Nudny zawód agenta ubezpieczeniowego sprokurował bardzo ciekawe życie. A przecież mogłem być cały czas reżyserem i mieć nudne życie – opowiada Paweł Dangel, dyrektor artystyczny warszawskiego Teatru Ateneum i członek Rady Dyrektorów Thomson Reuters. Wcześniej wieloletni prezes Allianz w Polsce.
Miałem szczęście trafiać na zacnych ludzi tworząc biznesy w Polsce. Przeszli drogę trochę podobną do mojej, zaczynali bowiem u siebie od zera. Ale z czasem korporacyjność mnie przytłoczyła – wspomina Paweł Dangel.
O szansach na podobne do swojej kariery w tych czasach mówi: To jest paradoks, że młode pokolenie samo sobie strzela bramkę samobójczą.
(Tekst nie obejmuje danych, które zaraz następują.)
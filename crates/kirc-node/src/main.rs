mod config;
mod identity;

use std::sync::Arc;

use chrono::Utc;
use tokio::io::{AsyncBufReadExt, BufReader};
use tokio::sync::broadcast;
use tracing::{info, warn};

use kirc_coord::ValkeyStore;
use kirc_crypto::Identity;
use kirc_crypto::keys::public_key_from_base64;
use kirc_db::Database;
use kirc_mailbox::KafkaBroker;
use kirc_relay::Relay;
use kirc_types::events::RelayEvent;
use kirc_types::models::{Contact, Profile};

use crate::config::NodeConfig;

#[tokio::main]
async fn main() -> anyhow::Result<()> {
    // Load .env if present
    let _ = dotenvy::dotenv();

    // Init logging
    tracing_subscriber::fmt()
        .with_env_filter(
            tracing_subscriber::EnvFilter::try_from_default_env()
                .unwrap_or_else(|_| "kirc=debug".into()),
        )
        .init();

    let config = NodeConfig::from_env()?;

    // Init database and identity
    let db = Arc::new(Database::open(&config.db_path)?);
    let identity = identity::load_or_create(&config.key_path)?;
    save_profile(&db, &config, &identity)?;

    let store = ValkeyStore::connect(&config.valkey_uri).await?;
    let broker = KafkaBroker::new(&config.kafka)?;
    let node = Relay::new(
        config.username.clone(),
        identity,
        db,
        Arc::new(store),
        Arc::new(broker),
        config.relay.clone(),
    );

    tokio::spawn(log_events(node.username().to_string(), node.events()));
    node.start().await?;

    let history = node.open_channel(&config.channel).await?;
    for message in &history {
        info!("[{}] <{}> {}", config.channel, message.sender, message.content);
    }

    info!("{} in {}, public key {}", config.username, config.channel, node.public_key_base64());
    info!("Commands: /msg, /trust, /ping, /who, /rotate, /quit");

    let mut lines = BufReader::new(tokio::io::stdin()).lines();
    loop {
        tokio::select! {
            _ = tokio::signal::ctrl_c() => break,
            line = lines.next_line() => {
                let Some(line) = line? else {
                    break;
                };
                if !run_command(&node, &config.channel, line.trim()).await {
                    break;
                }
            }
        }
    }

    info!("Shutting down");
    node.shutdown().await;
    Ok(())
}

fn save_profile(db: &Database, config: &NodeConfig, identity: &Identity) -> anyhow::Result<()> {
    let created_at = db
        .get_profile()?
        .filter(|profile| profile.username == config.username)
        .map_or_else(Utc::now, |profile| profile.created_at);
    db.save_profile(&Profile {
        username: config.username.clone(),
        display_name: config.display_name.clone(),
        public_key: Some(identity.public_key_base64()),
        status: "online".into(),
        created_at,
    })
}

/// Handle one line of input. Returns false to quit.
async fn run_command(node: &Relay, channel: &str, line: &str) -> bool {
    let (command, rest) = line.split_once(' ').unwrap_or((line, ""));
    let outcome = match command {
        "" => Ok(()),
        "/quit" => return false,
        "/msg" => match rest.split_once(' ') {
            Some((user, text)) => node.send_direct(user, text).await.map(|_| ()),
            None => {
                warn!("usage: /msg <user> <text>");
                Ok(())
            }
        },
        "/trust" => match rest.split_once(' ') {
            Some((user, key)) => match public_key_from_base64(key.trim()) {
                Ok(_) => node
                    .save_contact(Contact::new(user, "kafka").with_public_key(key.trim()))
                    .await
                    .map(|_| info!("Trusted {}", user)),
                Err(e) => Err(e.into()),
            },
            None => {
                warn!("usage: /trust <user> <public-key>");
                Ok(())
            }
        },
        "/ping" => node
            .ping(rest.trim())
            .await
            .map(|rtt| info!("{} answered in {:?}", rest.trim(), rtt)),
        "/who" => node.members(channel).await.map(|members| {
            let leader = node.leader_view(channel);
            info!(
                "{}: {:?} (leader {:?})",
                channel,
                members,
                leader.leader(node.username())
            );
        }),
        "/rotate" => node.rotate_channel_key(channel).await.map(|report| {
            info!(
                "Rotated {} to {} ({} delivered, skipped {:?})",
                report.channel, report.key_id, report.delivered, report.skipped
            )
        }),
        _ => node.send_chat(channel, line).await.map(|_| ()),
    };
    if let Err(e) = outcome {
        warn!("{}: {}", command, e);
    }
    true
}

async fn log_events(me: String, mut events: broadcast::Receiver<RelayEvent>) {
    loop {
        let event = match events.recv().await {
            Ok(event) => event,
            Err(broadcast::error::RecvError::Lagged(n)) => {
                warn!("{} missed {} events", me, n);
                continue;
            }
            Err(broadcast::error::RecvError::Closed) => break,
        };
        match event {
            RelayEvent::MessageRendered(msg) => {
                let channel = msg.channel.unwrap_or_default();
                info!("[{}] <{}> {}", channel, msg.sender, msg.content);
            }
            RelayEvent::DirectReceived(msg) => info!("*{}* {}", msg.sender, msg.content),
            RelayEvent::HistoryLoaded {
                channel,
                messages,
                is_encrypted,
            } => info!(
                "Loaded {} messages of {} (sealed: {})",
                messages.len(),
                channel,
                is_encrypted
            ),
            RelayEvent::PresenceUpdate { username, status } => {
                info!("{} is {}", username, status)
            }
            RelayEvent::TypingUpdate {
                channel,
                username,
                is_typing: true,
            } => info!("{} is typing in {}", username, channel),
            RelayEvent::TypingUpdate { .. } => {}
            RelayEvent::MembershipUpdate {
                channel,
                username,
                joined,
            } => info!(
                "{} {} {}",
                username,
                if joined { "joined" } else { "left" },
                channel
            ),
            RelayEvent::KeyRotated {
                channel,
                key_id,
                key_known,
            } => {
                if key_known {
                    info!("{} now uses key {}", channel, key_id)
                } else {
                    warn!("{} rotated to key {} which was not shared with {}", channel, key_id, me)
                }
            }
            RelayEvent::LeaderChanged { channel, leader } => {
                info!("Leader of {} is now {:?}", channel, leader)
            }
        }
    }
}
O tym, jak to jest być po drugiej stronie, czyli w teatrze: Były czasy, kiedy to ja byłem bankomatem, teraz jest odwrotnie. To ja szukam bankomatów i czapkuję, ale wielkich sukcesów nie mam.
O roli teatru w życiu publicznym: Teatr nie jest po to, by konkurować z TVP Info lub TVN24. Sztuka ma obowiązek angażowania się komentowanie rzeczywistości, ale na innym poziomie. Poprzez pokazywanie postaw, pobudzenie do myślenia.